Will Stroh got me this $10,000,000 note — classic hyper-inflation money. The added twisty is that the money expires. You should note that there is a watermark, some special weird ink is used (that you cannot see on the scans) and there is a security stripe inside the bill. Before it expired it may have been worth as much as US$40,000 according to some money conversion formulas. So, when it was in circulation, it has some unusually high value for paper money. I need to dig up some old Brazilian money next.
Traveling there, stash a few hundred US$ and never, ever, buy at the official conversion rate.
#1 – sagasso
You don’t want to travel to Zimbabwe nowadays… 😉
I think Congress should be paid this way. They might actually get some work done…
Laugh now. greenback later.
#1 (#2 has it right) – a white guy walking around in Zimbabwe is considered to be a walking cash machine.
Until he runs out of cash. Then he stops walking and becomes dead.
Best thing for the Bank is they printed it on July 1st. LoL
Mr. Dvorak, the Brazilian money never got that high, we had inflation, but not on that scale.
i still remember that time, is very difficult to find that money, the government took all back to exchange for “real” money.
Just remember that “white folks’ greed runs a world in need”.
Jesus, it took you this long to post this? Maybe you need to cut down on the “No Agenda” shows to twice a month.
When Zimbabwe was a real nation known as Rhodesia it was a safe and thriving country. Of course we couldn’t allow this to continue because it was governed by those evil white people.

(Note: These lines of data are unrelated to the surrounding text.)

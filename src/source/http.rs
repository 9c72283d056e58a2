//! HTTP transport collaborator backed by [`reqwest`].

use std::time::Duration;

use tracing::debug;

use crate::error::TransportError;

use super::{FetchRequest, Transport};

/// Request timeout applied by the production transport.
const REQUEST_TIMEOUT: Duration = Duration::from_secs(30);

/// Fetches feeds over HTTP(S).
#[derive(Debug, Clone)]
pub struct HttpTransport {
    client: reqwest::Client,
}

impl HttpTransport {
    pub fn new() -> Result<Self, TransportError> {
        let client = reqwest::Client::builder()
            .timeout(REQUEST_TIMEOUT)
            .gzip(true)
            .build()
            .map_err(|e| TransportError::Other(e.to_string()))?;
        Ok(Self { client })
    }
}

impl Transport for HttpTransport {
    async fn fetch(&self, request: FetchRequest) -> Result<Vec<u8>, TransportError> {
        debug!(url = %request.url, "requesting feed");

        let mut builder = self.client.get(&request.url);
        for (name, value) in &request.headers {
            builder = builder.header(*name, value.as_str());
        }

        let response = builder.send().await.map_err(classify)?;
        let status = response.status();
        if !status.is_success() {
            return Err(TransportError::from_status(status.as_u16()));
        }

        let body = response.bytes().await.map_err(classify)?;
        Ok(body.to_vec())
    }
}

fn classify(error: reqwest::Error) -> TransportError {
    if error.is_timeout() {
        TransportError::Timeout
    } else if error.is_connect() {
        TransportError::Unreachable(error.to_string())
    } else if let Some(status) = error.status() {
        TransportError::from_status(status.as_u16())
    } else {
        TransportError::Other(error.to_string())
    }
}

In just a few short decades of black rule it is now nothing but a hell hole of crime, poverty, corruption and disease whose people survive off of mostly foreign aid.
There’s a lesson in there somewhere.
Rhodesia used to be a very prosperous country
What people don’t realize is that when Obama said he’d only raises taxes people who make more than $250K, he was referring to Zimbabwe dollars.
Ok that was a joke. But at the rate things are going, we’ll all be using Zimbabwe money is a few months.
I’ve got some Indonesian currency from my trip to Bali that will make you feel like a ROCK STAR! When I checked out of the Ritz-Carlton there, I felt like a queen…even got a PERSONAL escort through customs by their uniformed staff…no baggage search for me!
“Safe” for white folks contempt. You missed your KKK meeting today. You really are a racist a**hole!
Re: “I need to dig up some old Brazilian money next.”
And after that, we all will be able to produce a Federal Reserve Note.
Better cash out your IRA’s & 401k’s before the penalty for doing so becomes prohibitively expensive and all of your investments magically get converted from mutual funds to long term U.S. Treasury Notes.
And you thought it was over, it hasn’t even begun.
R.O.P — Yes, I’m not getting these things done expeditiously. I’m noticing too.
I once saw a 500,000,000,000 (five hundred BILLION) Serbian dinar note. My driver (in Kosovo) told me that, due to government price controls, one month his pay check was barely sufficient to meet his obligations and feed his family. The next month, the same salary was sufficient to buy a new car AND he paid the phone bill for his entire apartment building!
But my favorite was Angola – 1992? – when their hyperinflation was in midstream but the government had not reprinted larger denominations. I think the largest bill was 50,000 kwanza. Everybody carried a bag of money with them. In restaurants, it was common to pay the dinner check by weighing stacks of bills instead of counting them.
http://tiny.cc/E0jZT
That one expensive piece of toilet paper
#14 ROP
>>“Safe” for white folks contempt. You missed your KKK meeting today. You really are a racist a**hole!
What was I thinking? You’re right it’s much better now. White guilt has been appeased and the god of political correctness is satisfied.
I bow to your superior intellect.
Haven’t you just broken some law in making a copy of that note?
BBC’s “From Our Own Correspondent” podcast had a show a few months ago, reflecting upon the demise of the Zimbabwean dollar. Ten years earlier, a certain amount of currency (I don’t remember how many millions), would have bought you a gold mine (literally!). Five years later, the same amount would buy you a luxury house. Three more years, only a car. At the time of the broadcast, the same figure would buy a cup of tea!
I have a 150 billion Zimbabwe note, you want a scan of that? It expires the end of December. John, 10 million is so…last week!